— WORK TO BE COMPLETED —
From the top of the entries below through the line containing "pub fn is_structured(&self)", return every line exactly as written, please, and stop there.

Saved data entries
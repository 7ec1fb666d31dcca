//! Structured-or-raw model output.

use serde::{Serialize, Serializer};
use serde_json::{Value, json};

/// Result of asking a model for structured output.
///
/// A reply that could not be recovered as JSON of the expected shape is kept
/// verbatim as `Unstructured`. This is a normal outcome, not an error.
#[derive(Debug, Clone, PartialEq)]
pub enum Payload<T> {
    /// Parsed and typed content.
    Structured(T),
    /// Raw reply text.
    Unstructured(String),
}

impl<T> Payload<T> {
    /// True when the reply parsed into `T`.
    pub fn is_structured(&self) -> bool {
        matches!(self, Payload::Structured(_))
    }

    /// Borrow the typed content.
    pub fn structured(&self) -> Option<&T> {
        match self {
            Payload::Structured(value) => Some(value),
            Payload::Unstructured(_) => None,
        }
    }

    /// Take the typed content.
    pub fn into_structured(self) -> Option<T> {
        match self {
            Payload::Structured(value) => Some(value),
            Payload::Unstructured(_) => None,
        }
    }

    /// Raw text when unstructured.
    pub fn raw(&self) -> Option<&str> {
        match self {
            Payload::Structured(_) => None,
            Payload::Unstructured(text) => Some(text),
        }
    }

    /// Map the structured side.
    pub fn map<U>(self, f: impl FnOnce(T) -> U) -> Payload<U> {
        match self {
            Payload::Structured(value) => Payload::Structured(f(value)),
            Payload::Unstructured(text) => Payload::Unstructured(text),
        }
    }
}

impl<T: Serialize> Payload<T> {
    /// Transport form: the structured value, or `{"raw": text}`.
    pub fn into_value(self) -> Value {
        match self {
            Payload::Structured(value) => {
                serde_json::to_value(value).unwrap_or(Value::Null)
            }
            Payload::Unstructured(text) => json!({ "raw": text }),
        }
    }
}

impl<T: Serialize> Serialize for Payload<T> {
    fn serialize<S: Serializer>(&self, serializer: S) -> Result<S::Ok, S::Error> {
        match self {
            Payload::Structured(value) => value.serialize(serializer),
            Payload::Unstructured(text) => json!({ "raw": text }).serialize(serializer),
        }
    }
}

#[cfg(test)]
mod tests {
    use super::*;

    #[test]
    fn unstructured_serializes_as_raw_object() {
        let payload: Payload<Vec<String>> = Payload::Unstructured("prose".into());
        assert_eq!(payload.into_value(), json!({"raw": "prose"}));
    }

    #[test]
    fn structured_serializes_transparently() {
        let payload = Payload::Structured(vec!["a".to_string()]);
        assert_eq!(serde_json::to_value(&payload).unwrap(), json!(["a"]));
    }
}
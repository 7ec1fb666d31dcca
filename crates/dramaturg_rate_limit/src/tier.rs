//! Model cost tiers.

use serde::{Deserialize, Serialize};

/// Cost tier of a model. Pricier tiers are spaced further apart.
#[derive(
    Debug,
    Clone,
    Copy,
    PartialEq,
    Eq,
    Hash,
    PartialOrd,
    Ord,
    Default,
    Serialize,
    Deserialize,
    strum::Display,
    strum::EnumString,
    strum::EnumIter,
)]
#[serde(rename_all = "lowercase")]
#[strum(serialize_all = "lowercase", ascii_case_insensitive)]
pub enum ModelTier {
    /// Lite and flash-lite models.
    Cheap,
    /// Standard flash models. Unknown models land here.
    #[default]
    Mid,
    /// Pro models.
    Top,
}
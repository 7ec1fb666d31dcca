//! Station implementations, one module per station.

mod concept;
mod diagnostics;
mod dynamics;
mod efficiency;
mod final_report;
mod network_builder;
mod text_analysis;

pub use concept::{
    ConceptInput, ConceptStation, GenreContribution, Station2Output, ThreeDimensionalMap,
    ToneStage,
};
pub use diagnostics::{
    Diagnostics, DiagnosticsInput, DiagnosticsStation, Issue, IssueCategory, Station6Output,
    Treatment, TreatmentPlan,
};
pub use dynamics::{
    CharacterDevelopment, DYNAMIC_SNAPSHOT, DynamicAnalysis, DynamicsInput, DynamicsStation, Episode,
    EpisodicIntegration, Station5Output, StylisticAnalysis, SymbolicAnalysis,
};
pub use efficiency::{EfficiencyInput, EfficiencyStation, Recommendations, Station4Output};
pub use final_report::{FinalReportInput, FinalReportStation, ReportStatistics, Station7Output};
pub use network_builder::{INITIAL_SNAPSHOT, NetworkBuilderStation, NetworkInput, Station3Output};
pub use text_analysis::{
    CharacterAnalysis, NarrativeStyle, Station1Output, TextAnalysisStation, TextInput,
};
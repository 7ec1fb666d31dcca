//! Generative backend integrations and the model client.
//!
//! - [`GeminiGenerator`]: [`TextGenerator`](dramaturg_interface::TextGenerator)
//!   over the Gemini REST API with one pooled client per model
//! - [`ModelClient`]: prompt assembly, throttling, per-call timeout and a
//!   single fallback substitution on failure
//! - [`extract_json`]: lenient, repairing JSON recovery from model prose
//! - [`scripted::ScriptedGenerator`]: deterministic backend for tests and
//!   offline runs

#![forbid(unsafe_code)]
#![warn(missing_docs)]

mod client;
mod extraction;
mod gemini;
mod payload;
mod request;
pub mod scripted;

pub use client::ModelClient;
pub use extraction::{extract_json, strip_nulls};
pub use gemini::GeminiGenerator;
pub use payload::Payload;
pub use request::{
    ModelRequest, ModelRequestBuilder, ModelResponse, ModelSettings, ResponseMetadata,
};
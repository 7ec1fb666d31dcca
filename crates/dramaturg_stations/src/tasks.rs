//! Task identifiers written into every prompt header (`Task: <id>`).
//!
//! Scripted backends route replies on these, so they are part of the public
//! surface.

/// Station 1: list the major characters.
pub const IDENTIFY_CHARACTERS: &str = "identify_characters";
/// Station 1: deep dive on one character.
pub const CHARACTER_ANALYSIS: &str = "character_analysis";
/// Station 1: prose summary of the relationships.
pub const RELATIONSHIP_SUMMARY: &str = "relationship_summary";
/// Station 1: tone, pacing and language style.
pub const NARRATIVE_STYLE: &str = "narrative_style";

/// Station 2: one-sentence story statements.
pub const STORY_STATEMENTS: &str = "story_statements";
/// Station 2: hybrid genre labels.
pub const HYBRID_GENRES: &str = "hybrid_genres";
/// Station 2: events, meaning and time axes.
pub const THREE_D_MAP: &str = "three_d_map";
/// Station 2: elevator pitch.
pub const ELEVATOR_PITCH: &str = "elevator_pitch";
/// Station 2: contribution of each genre.
pub const GENRE_MATRIX: &str = "genre_matrix";
/// Station 2: tone per story stage.
pub const DYNAMIC_TONE: &str = "dynamic_tone";
/// Station 2: comparable works.
pub const ARTISTIC_REFERENCES: &str = "artistic_references";

/// Station 3: every relationship between the listed characters.
pub const INFER_RELATIONSHIPS: &str = "infer_relationships";
/// Station 3: every conflict among the listed characters.
pub const INFER_CONFLICTS: &str = "infer_conflicts";

/// Station 4: recommendations from the graph metrics.
pub const EFFICIENCY_RECOMMENDATIONS: &str = "efficiency_recommendations";

/// Station 5: conflict phases and character development.
pub const CONFLICT_DYNAMICS: &str = "conflict_dynamics";
/// Station 5: episode plan.
pub const EPISODIC_STRUCTURE: &str = "episodic_structure";
/// Station 5: symbols and motifs.
pub const SYMBOLIC_ANALYSIS: &str = "symbolic_analysis";
/// Station 5: tone, pacing and voice.
pub const STYLISTIC_ANALYSIS: &str = "stylistic_analysis";

/// Station 6: issues the structural checks cannot see.
pub const DIAGNOSE_ISSUES: &str = "diagnose_issues";
/// Station 6: prioritized treatments.
pub const TREATMENT_PLAN: &str = "treatment_plan";

/// Station 7: the final plain-text report.
pub const FINAL_REPORT: &str = "final_report";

— EXERCISE OUTPUT —
repository 7ec1fb666d31dcca
//! Structured-or-raw model output.

use serde::{Serialize, Serializer};
use serde_json::{Value, json};

/// Result of asking a model for structured output.
///
/// A reply that could not be recovered as JSON of the expected shape is kept
/// verbatim as `Unstructured`. This is a normal outcome, not an error.
#[derive(Debug, Clone, PartialEq)]
pub enum Payload<T> {
    /// Parsed and typed content.
    Structured(T),
    /// Raw reply text.
    Unstructured(String),
}

impl<T> Payload<T> {
    /// True when the reply parsed into `T`.
    pub fn is_structured(&self) -> bool {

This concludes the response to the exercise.